The Matrix Coalescent and an Application to Human Single-Nucleotide Polymorphisms

Stephen Woodinga and Alan Rogersb
a Eccles Instititute of Human Genetics, University of Utah, Salt Lake City, Utah 84112-5330
b Department of Anthropology, University of Utah, Salt Lake City, Utah 84112-0060

Corresponding author: Stephen Wooding, University of Utah, 15 N. 2030 E., Salt Lake City, UT 84112-5330., swooding{at}genetics.utah.edu (E-mail)

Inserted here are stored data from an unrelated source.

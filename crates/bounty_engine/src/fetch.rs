use std::sync::{
    atomic::{AtomicUsize, Ordering},
    Arc,
};
use std::time::Duration;

use bounty_core::Program;
use futures_util::StreamExt;
use serde_json::Value;
use url::Url;

use crate::{FailureKind, FetchError, FetchMetadata, FetchOutput};

pub const DEFAULT_DATA_URL: &str =
    "https://raw.githubusercontent.com/arkadiyt/bounty-targets-data/main/data/";

#[derive(Debug, Clone)]
pub struct FetchSettings {
    /// Listings live at `{data_url}/{platform}_data.json`.
    pub data_url: String,
    pub connect_timeout: Duration,
    pub request_timeout: Duration,
    pub redirect_limit: usize,
    pub max_bytes: u64,
}

impl Default for FetchSettings {
    fn default() -> Self {
        Self {
            data_url: DEFAULT_DATA_URL.to_string(),
            connect_timeout: Duration::from_secs(10),
            request_timeout: Duration::from_secs(30),
            redirect_limit: 5,
            max_bytes: 64 * 1024 * 1024,
        }
    }
}

impl FetchSettings {
    pub fn platform_url(&self, platform: &str) -> Result<Url, FetchError> {
        let mut base = self.data_url.clone();
        if !base.ends_with('/') {
            base.push('/');
        }
        Url::parse(&base)
            .and_then(|base| base.join(&format!("{platform}_data.json")))
            .map_err(|err| FetchError::new(FailureKind::InvalidUrl, err.to_string()))
    }
}

#[async_trait::async_trait]
pub trait Fetcher: Send + Sync {
    async fn fetch(&self, platform: &str) -> Result<FetchOutput, FetchError>;
}

#[derive(Debug, Clone)]
pub struct ReqwestFetcher {
    settings: FetchSettings,
}

impl ReqwestFetcher {
    pub fn new(settings: FetchSettings) -> Self {
        Self { settings }
    }

    fn build_client(
        &self,
        redirect_counter: Arc<AtomicUsize>,
    ) -> Result<reqwest::Client, FetchError> {
        let redirect_limit = self.settings.redirect_limit;
        let policy = reqwest::redirect::Policy::custom(move |attempt| {
            let count = attempt.previous().len();
            redirect_counter.store(count, Ordering::Relaxed);
            if count >= redirect_limit {
                attempt.error("redirect limit exceeded")
            } else {
                attempt.follow()
            }
        });

        reqwest::Client::builder()
            .connect_timeout(self.settings.connect_timeout)
            .timeout(self.settings.request_timeout)
            .redirect(policy)
            .build()
            .map_err(|err| FetchError::new(FailureKind::Network, err.to_string()))
    }
}

#[async_trait::async_trait]
impl Fetcher for ReqwestFetcher {
    async fn fetch(&self, platform: &str) -> Result<FetchOutput, FetchError> {
        let url = self.settings.platform_url(platform)?;
        let redirect_counter = Arc::new(AtomicUsize::new(0));
        let client = self.build_client(redirect_counter.clone())?;

        let response = client
            .get(url.clone())
            .send()
            .await
            .map_err(map_reqwest_error)?;

        let status = response.status();
        if !status.is_success() {
            return Err(FetchError::new(
                FailureKind::HttpStatus(status.as_u16()),
                status.to_string(),
            ));
        }

        if let Some(content_len) = response.content_length() {
            if content_len > self.settings.max_bytes {
                return Err(FetchError::new(
                    FailureKind::TooLarge {
                        max_bytes: self.settings.max_bytes,
                        actual: Some(content_len),
                    },
                    "response too large",
                ));
            }
        }

        let final_url = response.url().to_string();

        let mut bytes = Vec::new();
        let mut stream = response.bytes_stream();
        while let Some(chunk) = stream.next().await {
            let chunk = chunk.map_err(map_reqwest_error)?;
            let next_len = bytes.len() as u64 + chunk.len() as u64;
            if next_len > self.settings.max_bytes {
                return Err(FetchError::new(
                    FailureKind::TooLarge {
                        max_bytes: self.settings.max_bytes,
                        actual: Some(next_len),
                    },
                    "response too large",
                ));
            }
            bytes.extend_from_slice(&chunk);
        }

        let programs = parse_listing(&bytes)?;
        let metadata = FetchMetadata {
            url: url.to_string(),
            final_url,
            redirect_count: redirect_counter.load(Ordering::Relaxed),
            byte_len: bytes.len() as u64,
        };

        Ok(FetchOutput { programs, metadata })
    }
}

/// Parse a platform listing: a JSON array of program objects.
pub fn parse_listing(bytes: &[u8]) -> Result<Vec<Program>, FetchError> {
    let value: Value = serde_json::from_slice(bytes)
        .map_err(|err| FetchError::new(FailureKind::Malformed, err.to_string()))?;
    match value {
        Value::Array(items) => Ok(items.iter().map(Program::from_value).collect()),
        other => Err(FetchError::new(
            FailureKind::Malformed,
            format!("expected a JSON array, found {}", json_kind(&other)),
        )),
    }
}

fn json_kind(value: &Value) -> &'static str {
    match value {
        Value::Null => "null",
        Value::Bool(_) => "a boolean",
        Value::Number(_) => "a number",
        Value::String(_) => "a string",
        Value::Array(_) => "an array",
        Value::Object(_) => "an object",
    }
}

fn map_reqwest_error(err: reqwest::Error) -> FetchError {
    if err.is_timeout() {
        return FetchError::new(FailureKind::Timeout, err.to_string());
    }
    if err.is_redirect() {
        return FetchError::new(FailureKind::RedirectLimitExceeded, err.to_string());
    }
    FetchError::new(FailureKind::Network, err.to_string())
}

Communicating editor: Y.-X. FU

The "matrix coalescent" is a reformulation of the familiar coalescent process of population genetics. It ignores the topology of the gene tree and treats the coalescent as a Markov process describing the decay in the number of ancestors of a sample of genes as one proceeds backward in time. The matrix formulation of this process is convenient when the population changes in size, because such changes affect only the eigenvalues of the transition matrix, not the eigenvectors. The model is used here to calculate the expectation of the site frequency spectrum under various assumptions about population history. To illustrate how this method can be used with data, we then use it in conjunction with a set of SNPs to test hypotheses about the history of human population size.